Task:
If a line in the data holds the string "crate", list it.

Material for this task:
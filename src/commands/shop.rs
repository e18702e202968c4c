use crate::services::shop::ShopService;
use crate::{Context, Error};
use poise::serenity_prelude as serenity;

/// Browse the item shop, or buy straight from it
#[poise::command(slash_command, guild_only)]
pub async fn shop(
    ctx: Context<'_>,
    #[description = "Item to buy right away"] item: Option<String>,
) -> Result<(), Error> {
    if let Some(item) = item {
        return purchase_reply(ctx, &item).await;
    }

    let service = ShopService::new(ctx.data().db.clone());
    let items = service.catalog().await?;

    let mut weapons = Vec::new();
    let mut armor = Vec::new();
    let mut consumables = Vec::new();
    for item in &items {
        let line = format!(
            "**{}** — {} coins (lvl {})\n└ {}",
            item.item, item.price, item.level_req, item.description
        );
        match item.item_type.as_str() {
            "weapon" => weapons.push(line),
            "armor" => armor.push(line),
            _ => consumables.push(line),
        }
    }

    let embed = serenity::CreateEmbed::new()
        .title("🏪 Item Shop")
        .color(0x3498DB)
        .field("⚔️ Weapons", weapons.join("\n"), false)
        .field("🛡️ Armor", armor.join("\n"), false)
        .field("🧪 Consumables", consumables.join("\n"), false)
        .footer(serenity::CreateEmbedFooter::new(
            "Buy with /buy, equip with /equip, drink with /use",
        ));
    ctx.send(poise::CreateReply::default().embed(embed)).await?;
    Ok(())
}

/// Buy an item from the shop
#[poise::command(slash_command, guild_only)]
pub async fn buy(
    ctx: Context<'_>,
    #[description = "Item name"] item: String,
) -> Result<(), Error> {
    purchase_reply(ctx, &item).await
}

async fn purchase_reply(ctx: Context<'_>, item: &str) -> Result<(), Error> {
    let author = ctx.author();
    let db = ctx.data().db.clone();
    crate::services::user::UserService::new(db.clone())
        .ensure(author.id.get(), &author.name)
        .await?;

    let service = ShopService::new(db);
    match service.purchase(author.id.get(), item).await? {
        Ok(item) => {
            ctx.say(format!(
                "🛒 You bought **{}** for {} coins.",
                item.item, item.price
            ))
            .await?;
        }
        Err(error) => {
            ctx.say(format!("❌ {error}")).await?;
        }
    }
    Ok(())
}

/// Show your inventory
#[poise::command(slash_command, guild_only)]
pub async fn inventory(ctx: Context<'_>) -> Result<(), Error> {
    let service = ShopService::new(ctx.data().db.clone());
    let entries = service.inventory(ctx.author().id.get()).await?;

    if entries.is_empty() {
        ctx.say("🎒 Your inventory is empty. Visit the `/shop`!")
            .await?;
        return Ok(());
    }

    let lines: Vec<String> = entries
        .iter()
        .map(|entry| {
            let marker = if entry.equipped { " *(equipped)*" } else { "" };
            let kind = entry.item_type.as_deref().unwrap_or("item");
            format!("**{}** ×{} — {kind}{marker}", entry.item, entry.quantity)
        })
        .collect();

    let embed = serenity::CreateEmbed::new()
        .title(format!("🎒 {}'s Inventory", ctx.author().name))
        .color(0x9B59B6)
        .description(lines.join("\n"));
    ctx.send(poise::CreateReply::default().embed(embed)).await?;
    Ok(())
}

/// Equip a weapon or armor
#[poise::command(slash_command, guild_only)]
pub async fn equip(
    ctx: Context<'_>,
    #[description = "Item name"] item: String,
) -> Result<(), Error> {
    let service = ShopService::new(ctx.data().db.clone());
    match service.equip(ctx.author().id.get(), &item).await? {
        Ok(result) => {
            let mut text = format!(
                "🛡️ Equipped **{item}**: +{} {}.",
                result.bonus_value, result.stat_bonus
            );
            if let Some(replaced) = result.replaced {
                text.push_str(&format!(" ({replaced} was unequipped.)"));
            }
            ctx.say(text).await?;
        }
        Err(error) => {
            ctx.say(format!("❌ {error}")).await?;
        }
    }
    Ok(())
}

/// Use a consumable item
#[poise::command(slash_command, guild_only, rename = "use")]
pub async fn useitem(
    ctx: Context<'_>,
    #[description = "Item name"] item: String,
) -> Result<(), Error> {
    let service = ShopService::new(ctx.data().db.clone());
    match service.consume(ctx.author().id.get(), &item).await? {
        Ok(outcome) => {
            ctx.say(format!(
                "🧪 You used **{}** and recovered {} HP ({} HP now).",
                outcome.item, outcome.healed, outcome.new_hp
            ))
            .await?;
        }
        Err(error) => {
            ctx.say(format!("❌ {error}")).await?;
        }
    }
    Ok(())
}
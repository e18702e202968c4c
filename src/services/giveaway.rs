use crate::db::{Database, GiveawayRecord, GiveawayStatus};
use chrono::{DateTime, NaiveDateTime, Utc};

/// Giveaway lifecycle on top of the giveaways tables. Winner drawing and
/// announcements live in the dispatcher.
pub struct GiveawayService {
    db: Database,
}

impl GiveawayService {
    pub fn new(db: Database) -> Self {
        Self { db }
    }

    pub async fn create(
        &self,
        guild_id: u64,
        channel_id: u64,
        host_id: u64,
        prize: &str,
        ends_at: DateTime<Utc>,
    ) -> anyhow::Result<i64> {
        let guild_id = guild_id.to_string();
        let channel_id = channel_id.to_string();
        let host_id = host_id.to_string();
        let prize = prize.to_string();
        let ends_at = ends_at.format("%Y-%m-%d %H:%M:%S").to_string();
        self.db
            .run_blocking(move |db| {
                db.create_giveaway(&guild_id, &channel_id, &host_id, &prize, &ends_at)
            })
            .await
    }

    pub async fn enter(&self, giveaway_id: i64, user_id: u64) -> anyhow::Result<GiveawayStatus> {
        let user_id = user_id.to_string();
        self.db
            .run_blocking(move |db| db.enter_giveaway(giveaway_id, &user_id))
            .await
    }

    pub async fn list_open(&self, guild_id: u64) -> anyhow::Result<Vec<GiveawayRecord>> {
        let guild_id = guild_id.to_string();
        self.db
            .run_blocking(move |db| db.list_open_giveaways(&guild_id))
            .await
    }

    pub async fn cancel(&self, giveaway_id: i64, host_id: u64) -> anyhow::Result<bool> {
        let host_id = host_id.to_string();
        let cancelled = self
            .db
            .run_blocking(move |db| db.cancel_giveaway(giveaway_id, &host_id))
            .await?;
        Ok(cancelled > 0)
    }

    pub async fn due(&self, limit: usize) -> anyhow::Result<Vec<GiveawayRecord>> {
        let now = Utc::now().format("%Y-%m-%d %H:%M:%S").to_string();
        self.db
            .run_blocking(move |db| db.due_giveaways(&now, limit))
            .await
    }

    pub async fn entries(&self, giveaway_id: i64) -> anyhow::Result<Vec<String>> {
        self.db
            .run_blocking(move |db| db.giveaway_entries(giveaway_id))
            .await
    }

    pub async fn mark_ended(&self, giveaway_id: i64) -> anyhow::Result<()> {
        self.db
            .run_blocking(move |db| db.mark_giveaway_ended(giveaway_id))
            .await
    }

    pub fn parse_sqlite_utc(ts: &str) -> Option<DateTime<Utc>> {
        let naive = NaiveDateTime::parse_from_str(ts, "%Y-%m-%d %H:%M:%S").ok()?;
        Some(DateTime::<Utc>::from_naive_utc_and_offset(naive, Utc))
    }
}

#[cfg(test)]
mod tests {
    use super::*;
    use crate::db::test_utils::test_db;
    use chrono::Duration;

    #[tokio::test]
    async fn test_round_trip_timestamps() {
        let service = GiveawayService::new(test_db());

        let ends_at = Utc::now() + Duration::minutes(5);
        let id = service.create(1, 2, 3, "Nitro", ends_at).await.unwrap();

        let open = service.list_open(1).await.unwrap();
        assert_eq!(open.len(), 1);
        assert_eq!(open[0].giveaway_id, id);

        let parsed = GiveawayService::parse_sqlite_utc(&open[0].ends_at).unwrap();
        assert_eq!(parsed.timestamp(), ends_at.timestamp());

        // Not due yet, due after its deadline passes.
        assert!(service.due(10).await.unwrap().is_empty());
    }

    #[tokio::test]
    async fn test_enter_and_cancel() {
        let service = GiveawayService::new(test_db());
        let ends_at = Utc::now() + Duration::minutes(5);
        let id = service.create(1, 2, 3, "Nitro", ends_at).await.unwrap();

        assert_eq!(service.enter(id, 7).await.unwrap(), GiveawayStatus::Entered);
        assert_eq!(
            service.enter(id, 7).await.unwrap(),
            GiveawayStatus::AlreadyEntered
        );

        assert!(!service.cancel(id, 999).await.unwrap());
        assert!(service.cancel(id, 3).await.unwrap());
        assert_eq!(service.enter(id, 8).await.unwrap(), GiveawayStatus::NotOpen);
    }
}
use dotenvy::dotenv;
use std::env;

#[derive(Clone)]
pub struct Config {
    pub discord_token: String,
    pub owner_id: Option<u64>,
    pub database_url: String,
    pub giphy_api_key: Option<String>,
    pub status_message: String,

    // Gameplay pacing
    pub message_reward_cooldown_secs: u64,
    pub adventure_cooldown_secs: u64,
    pub pvp_cooldown_secs: u64,
    pub pvp_challenge_timeout_secs: u64,

    // Background tasks
    pub hp_regen_interval_secs: u64,
    pub hp_regen_amount: i64,
    pub giveaway_poll_secs: u64,

    // Managed game-server process
    pub game_server_dir: Option<String>,
    pub game_server_command: String,
    pub game_server_stop_timeout_secs: u64,
}

impl Config {
    pub fn from_env() -> anyhow::Result<Self> {
        dotenv().ok();
        Self::build()
    }

    fn build() -> anyhow::Result<Self> {
        Ok(Config {
            discord_token: env::var("DISCORD_TOKEN")
                .map_err(|_| anyhow::anyhow!("DISCORD_TOKEN must be set"))?,
            owner_id: env::var("OWNER_ID").ok().and_then(|id| id.parse().ok()),
            database_url: env::var("DATABASE_URL")
                .unwrap_or_else(|_| "data/turingbot.db".to_string()),
            giphy_api_key: env::var("GIPHY_API_KEY").ok(),
            status_message: env::var("STATUS_MESSAGE")
                .unwrap_or_else(|_| "Adventuring!".to_string()),
            message_reward_cooldown_secs: parse_or("MESSAGE_REWARD_COOLDOWN_SECS", 60),
            adventure_cooldown_secs: parse_or("ADVENTURE_COOLDOWN_SECS", 300),
            pvp_cooldown_secs: parse_or("PVP_COOLDOWN_SECS", 600),
            pvp_challenge_timeout_secs: parse_or("PVP_CHALLENGE_TIMEOUT_SECS", 60),
            hp_regen_interval_secs: parse_or("HP_REGEN_INTERVAL_SECS", 300),
            hp_regen_amount: parse_or("HP_REGEN_AMOUNT", 10),
            giveaway_poll_secs: parse_or("GIVEAWAY_POLL_SECS", 15),
            game_server_dir: env::var("GAME_SERVER_DIR").ok(),
            game_server_command: env::var("GAME_SERVER_COMMAND").unwrap_or_else(|_| {
                "java -Xmx2G -Xms2G -jar paper-1.21.4.jar --nogui".to_string()
            }),
            game_server_stop_timeout_secs: parse_or("GAME_SERVER_STOP_TIMEOUT_SECS", 30),
        })
    }
}

fn parse_or<T: std::str::FromStr>(key: &str, default: T) -> T {
    env::var(key)
        .ok()
        .and_then(|v| v.parse().ok())
        .unwrap_or(default)
}

impl std::fmt::Debug for Config {
    fn fmt(&self, f: &mut std::fmt::Formatter<'_>) -> std::fmt::Result {
        f.debug_struct("Config")
            .field("discord_token", &"[REDACTED]")
            .field("owner_id", &self.owner_id)
            .field("database_url", &self.database_url)
            .field(
                "giphy_api_key",
                &self.giphy_api_key.as_ref().map(|_| "[REDACTED]"),
            )
            .field("status_message", &self.status_message)
            .field(
                "message_reward_cooldown_secs",
                &self.message_reward_cooldown_secs,
            )
            .field("adventure_cooldown_secs", &self.adventure_cooldown_secs)
            .field("pvp_cooldown_secs", &self.pvp_cooldown_secs)
            .field(
                "pvp_challenge_timeout_secs",
                &self.pvp_challenge_timeout_secs,
            )
            .field("hp_regen_interval_secs", &self.hp_regen_interval_secs)
            .field("hp_regen_amount", &self.hp_regen_amount)
            .field("giveaway_poll_secs", &self.giveaway_poll_secs)
            .field("game_server_dir", &self.game_server_dir)
            .field("game_server_command", &self.game_server_command)
            .field(
                "game_server_stop_timeout_secs",
                &self.game_server_stop_timeout_secs,
            )
            .finish()
    }
}

/// Discord message limit is 2000 characters
pub const DISCORD_MESSAGE_LIMIT: usize = 2000;

#[cfg(test)]
mod tests {
    use super::*;
    use std::env;

    #[test]
    fn test_config_logic() {
        // 1. Missing token must fail
        env::remove_var("DISCORD_TOKEN");
        let result = Config::build();
        assert!(result.is_err(), "Should fail when DISCORD_TOKEN is missing");

        // 2. Defaults
        env::set_var("DISCORD_TOKEN", "test_token");
        let config = Config::build().unwrap();
        assert_eq!(config.discord_token, "test_token");
        assert_eq!(config.adventure_cooldown_secs, 300);
        assert_eq!(config.pvp_cooldown_secs, 600);
        assert_eq!(config.hp_regen_amount, 10);

        // 3. Debug redaction
        env::set_var("GIPHY_API_KEY", "secret_api_key");
        let config_redacted = Config::build().unwrap();
        let debug_output = format!("{:?}", config_redacted);
        assert!(!debug_output.contains("test_token"));
        assert!(!debug_output.contains("secret_api_key"));
        assert!(debug_output.contains("[REDACTED]"));

        // Cleanup
        env::remove_var("DISCORD_TOKEN");
        env::remove_var("GIPHY_API_KEY");
    }
}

Reply:
use crate::services::shop::ShopService;
use crate::{Context, Error};
    crate::services::user::UserService::new(db.clone())
use crate::db::{Database, GiveawayRecord, GiveawayStatus};
    use crate::db::test_utils::test_db;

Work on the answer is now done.